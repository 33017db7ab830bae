//! Conversion of PEM text into key and certificate handles.
//!
//! The two entry points here mirror the two object kinds this crate
//! converts: [`parse_private_key`] for private keys and
//! [`parse_public_key_certificate`] for X.509 certificates. Both take the
//! PEM text as a plain `&str` and leave reading it from disk or elsewhere to
//! the caller.

use once_cell::sync::Lazy;

use crate::cert::Certificate;
use crate::error::{ConversionError, Result};
use crate::key::{KeyPair, PrivateKey};
use crate::pem_utils;

/// A private-key encoding the conversion layer accepts: the PEM label that
/// announces it, and the decoder for its DER payload.
struct KeyFormat {
    label: &'static str,
    decode: fn(&[u8]) -> Result<KeyPair>,
}

/// Registry of supported private-key encodings.
///
/// Built once, on the first conversion that needs it. Concurrent first
/// callers observe exactly one initialization.
static KEY_FORMATS: Lazy<Vec<KeyFormat>> = Lazy::new(|| {
    vec![
        KeyFormat {
            label: "PRIVATE KEY",
            decode: KeyPair::from_pkcs8_der,
        },
        KeyFormat {
            label: "RSA PRIVATE KEY",
            decode: KeyPair::from_pkcs1_der,
        },
        KeyFormat {
            label: "EC PRIVATE KEY",
            decode: KeyPair::from_sec1_der,
        },
    ]
});

/// Converts a PEM-encoded private key into a [`PrivateKey`] handle.
///
/// The envelope label selects the decoder: `PRIVATE KEY` (PKCS#8),
/// `RSA PRIVATE KEY` (PKCS#1), and `EC PRIVATE KEY` (SEC1) are accepted. Any
/// other label, including `ENCRYPTED PRIVATE KEY`, is rejected with
/// [`ConversionError::UnrecognizedLabel`].
pub fn parse_private_key(pem_str: &str) -> Result<PrivateKey> {
    let block = pem_utils::decode_pem_block(pem_str)?;
    let format = KEY_FORMATS
        .iter()
        .find(|format| format.label == block.tag())
        .ok_or_else(|| ConversionError::UnrecognizedLabel(block.tag().to_string()))?;
    let key_pair = (format.decode)(block.contents())?;
    Ok(key_pair.into_private_key())
}

/// Converts a PEM-encoded X.509 certificate into a [`Certificate`] handle.
///
/// The envelope label is not inspected; the payload must decode as a DER
/// X.509 certificate document.
pub fn parse_public_key_certificate(pem_str: &str) -> Result<Certificate> {
    let der = pem_utils::pem_to_der(pem_str)?;
    Certificate::import_from_der(&der)
}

════════════════════

-- Required action --
From the records above, copy each line in which the string "static" occurs.

-- Output below --
    label: &'static str,
static KEY_FORMATS: Lazy<Vec<KeyFormat>> = Lazy::new(|| {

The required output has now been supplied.